Problem to solve -
Please restate every record below word for word.

:: Provided records

//! Trailing-edge debounce over a
//! [`Scheduler`].

use std::cell::RefCell;
use std::rc::Rc;

use crate::schedule::Scheduler;

/// Runs its callback once, `wait`
/// milliseconds after the last
/// [`poke`](Debouncer::poke). Each
/// poke cancels the pending timer
/// by dropping its handle.
pub struct Debouncer<S: Scheduler> {
  scheduler: S,
  wait:      u32,
  callback:  Rc<dyn Fn()>,
  pending:   RefCell<Option<S::Handle>>
}

impl<S: Scheduler> Debouncer<S> {
  pub fn new(
    scheduler: S,
    wait: u32,
    callback: Rc<dyn Fn()>
  ) -> Self {
    Self {
      scheduler,
      wait,
      callback,
      pending: RefCell::new(None)
    }
  }

  pub fn poke(&self) {
    let callback =
      Rc::clone(&self.callback);
    let handle = self.scheduler.after(
      self.wait,
      Box::new(move || callback())
    );
    // Replacing the slot drops the
    // previous handle, cancelling
    // its timer.
    *self.pending.borrow_mut() =
      Some(handle);
  }
}

#[cfg(test)]
mod tests {
  use std::cell::Cell;

  use super::*;
  use crate::schedule::fake::FakeScheduler;

  #[test]
  fn burst_collapses_to_one_call() {
    let scheduler =
      FakeScheduler::new();
    let calls =
      Rc::new(Cell::new(0_u32));
    let counter = Rc::clone(&calls);
    let debouncer = Debouncer::new(
      scheduler.clone(),
      100,
      Rc::new(move || {
        counter.set(
          counter.get() + 1
        );
      })
    );

    debouncer.poke();
    scheduler.advance(25);
    debouncer.poke();
    scheduler.advance(25);
    debouncer.poke();

    // 50ms in, three pokes seen,
    // nothing fired yet.
    assert_eq!(calls.get(), 0);

    scheduler.advance(99);
    assert_eq!(calls.get(), 0);
    scheduler.advance(1);
    assert_eq!(calls.get(), 1);

    scheduler.advance(1_000);
    assert_eq!(calls.get(), 1);
  }

  #[test]
  fn quiet_poke_fires_after_wait() {
    let scheduler =
      FakeScheduler::new();
    let calls =
      Rc::new(Cell::new(0_u32));
    let counter = Rc::clone(&calls);
    let debouncer = Debouncer::new(
      scheduler.clone(),
      40,
      Rc::new(move || {
        counter.set(
          counter.get() + 1
        );
      })
    );

    debouncer.poke();
    scheduler.advance(40);
    assert_eq!(calls.get(), 1);

    debouncer.poke();
    scheduler.advance(40);
    assert_eq!(calls.get(), 2);
  }
}
//! Global keyboard chords.
//!
//! Each keystroke is checked
//! independently; there is no modal
//! state. Unmapped keys pass
//! through untouched.

use tracing::debug;

use crate::config::BootstrapConfig;
use crate::dom::Dom;

/// One keystroke as the event layer
/// saw it.
#[derive(Debug, Clone, PartialEq, Eq)]
pub struct KeyInput {
  pub key:  String,
  pub ctrl: bool,
  pub meta: bool
}

impl KeyInput {
  fn command(&self) -> bool {
    self.ctrl || self.meta
  }
}

#[derive(
  Debug, Clone, Copy, PartialEq, Eq,
)]
pub enum Shortcut {
  /// Ctrl/Cmd+N — open the new-note
  /// form.
  NewNote,
  /// Escape — close the note form.
  CloseForm,
  /// Ctrl/Cmd+/ — jump to search.
  FocusSearch
}

#[derive(Debug, PartialEq, Eq)]
pub enum KeyOutcome {
  Ignored,
  Handled {
    shortcut: Shortcut,
    /// Whether the browser default
    /// for the chord must be
    /// suppressed.
    suppress_default: bool
  }
}

/// Chord table. Shifted chords fall
/// through naturally because the
/// key value itself changes case.
pub fn match_chord(
  input: &KeyInput
) -> Option<Shortcut> {
  match input.key.as_str() {
    | "n" if input.command() => {
      Some(Shortcut::NewNote)
    }
    | "/" if input.command() => {
      Some(Shortcut::FocusSearch)
    }
    | "Escape" => {
      Some(Shortcut::CloseForm)
    }
    | _ => None
  }
}

pub(crate) fn dispatch<D: Dom>(
  dom: &D,
  config: &BootstrapConfig,
  input: &KeyInput
) -> KeyOutcome {
  let Some(shortcut) =
    match_chord(input)
  else {
    return KeyOutcome::Ignored;
  };
  debug!(
    ?shortcut,
    "keyboard chord matched"
  );

  let suppress_default = match
    shortcut
  {
    | Shortcut::NewNote => {
      if let Some(button) = dom
        .query_all(
          &config.new_note_selector
        )
        .into_iter()
        .next()
      {
        dom.click(&button);
      }
      true
    }
    | Shortcut::CloseForm => {
      if let Some(container) = dom
        .element_by_id(
          &config
            .note_form_container_id
        )
        && dom.has_content(&container)
      {
        dom.clear_content(&container);
      }
      false
    }
    | Shortcut::FocusSearch => {
      if let Some(input) = dom
        .query_all(
          &config
            .search_input_selector
        )
        .into_iter()
        .next()
      {
        dom.focus(&input);
      }
      true
    }
  };

  KeyOutcome::Handled {
    shortcut,
    suppress_default
  }
}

::::

Result -
//! Trailing-edge debounce over a
//! [`Scheduler`].

use std::cell::RefCell;
use std::rc::Rc;

use crate::schedule::Scheduler;

/// Runs its callback once, `wait`
/// milliseconds after the last
/// [`poke`](Debouncer::poke). Each
/// poke cancels the pending timer
/// by dropping its handle.
pub struct Debouncer<S: Scheduler> {
  scheduler: S,
  wait:      u32,
  callback:  Rc<dyn Fn()>,
  pending:   RefCell<Option<S::Handle>>
}

impl<S: Scheduler> Debouncer<S> {
  pub fn new(
    scheduler: S,
    wait: u32,
    callback: Rc<dyn Fn()>
  ) -> Self {
    Self {
      scheduler,
      wait,
      callback,
      pending: RefCell::new(None)
    }
  }

  pub fn poke(&self) {
    let callback =
      Rc::clone(&self.callback);
    let handle = self.scheduler.after(
      self.wait,
      Box::new(move || callback())
    );
    // Replacing the slot drops the
    // previous handle, cancelling
    // its timer.
    *self.pending.borrow_mut() =
      Some(handle);
  }
}

#[cfg(test)]
mod tests {
  use std::cell::Cell;

  use super::*;
  use crate::schedule::fake::FakeScheduler;

  #[test]
  fn burst_collapses_to_one_call() {
    let scheduler =
      FakeScheduler::new();
    let calls =
      Rc::new(Cell::new(0_u32));
    let counter = Rc::clone(&calls);
    let debouncer = Debouncer::new(
      scheduler.clone(),
      100,
      Rc::new(move || {
        counter.set(
          counter.get() + 1
        );
      })
    );

    debouncer.poke();
    scheduler.advance(25);
    debouncer.poke();
    scheduler.advance(25);
    debouncer.poke();

    // 50ms in, three pokes seen,
    // nothing fired yet.
    assert_eq!(calls.get(), 0);

    scheduler.advance(99);
    assert_eq!(calls.get(), 0);
    scheduler.advance(1);
    assert_eq!(calls.get(), 1);

    scheduler.advance(1_000);
    assert_eq!(calls.get(), 1);
  }

  #[test]
  fn quiet_poke_fires_after_wait() {
    let scheduler =
      FakeScheduler::new();
    let calls =
      Rc::new(Cell::new(0_u32));
    let counter = Rc::clone(&calls);
    let debouncer = Debouncer::new(
      scheduler.clone(),
      40,
      Rc::new(move || {
        counter.set(
          counter.get() + 1
        );
      })
    );

    debouncer.poke();
    scheduler.advance(40);
    assert_eq!(calls.get(), 1);

    debouncer.poke();
    scheduler.advance(40);
    assert_eq!(calls.get(), 2);
  }
}
//! Global keyboard chords.
//!
//! Each keystroke is checked
//! independently; there is no modal
//! state. Unmapped keys pass
//! through untouched.

use tracing::debug;

use crate::config::BootstrapConfig;
use crate::dom::Dom;

/// One keystroke as the event layer
/// saw it.
#[derive(Debug, Clone, PartialEq, Eq)]
pub struct KeyInput {
  pub key:  String,
  pub ctrl: bool,
  pub meta: bool
}

impl KeyInput {
  fn command(&self) -> bool {
    self.ctrl || self.meta
  }
}

#[derive(
  Debug, Clone, Copy, PartialEq, Eq,
)]
pub enum Shortcut {
  /// Ctrl/Cmd+N — open the new-note
  /// form.
  NewNote,
  /// Escape — close the note form.
  CloseForm,
  /// Ctrl/Cmd+/ — jump to search.
  FocusSearch
}

#[derive(Debug, PartialEq, Eq)]
pub enum KeyOutcome {
  Ignored,
  Handled {
    shortcut: Shortcut,
    /// Whether the browser default
    /// for the chord must be
    /// suppressed.
    suppress_default: bool
  }
}

/// Chord table. Shifted chords fall
/// through naturally because the
/// key value itself changes case.
pub fn match_chord(
  input: &KeyInput
) -> Option<Shortcut> {
  match input.key.as_str() {
    | "n" if input.command() => {
      Some(Shortcut::NewNote)
    }
    | "/" if input.command() => {
      Some(Shortcut::FocusSearch)
    }
    | "Escape" => {
      Some(Shortcut::CloseForm)
    }
    | _ => None
  }
}

pub(crate) fn dispatch<D: Dom>(
  dom: &D,
  config: &BootstrapConfig,
  input: &KeyInput
) -> KeyOutcome {
  let Some(shortcut) =
    match_chord(input)
  else {
    return KeyOutcome::Ignored;
  };
  debug!(
    ?shortcut,
    "keyboard chord matched"
  );

  let suppress_default = match
    shortcut
  {
    | Shortcut::NewNote => {
      if let Some(button) = dom
        .query_all(
          &config.new_note_selector
        )
        .into_iter()
        .next()
      {
        dom.click(&button);
      }
      true
    }
    | Shortcut::CloseForm => {
      if let Some(container) = dom
        .element_by_id(
          &config
            .note_form_container_id
        )
        && dom.has_content(&container)
      {
        dom.clear_content(&container);
      }
      false
    }
    | Shortcut::FocusSearch => {
      if let Some(input) = dom
        .query_all(
          &config
            .search_input_selector
        )
        .into_iter()
        .next()
      {
        dom.focus(&input);
      }
      true
    }
  };

  KeyOutcome::Handled {
    shortcut,
    suppress_default
  }
}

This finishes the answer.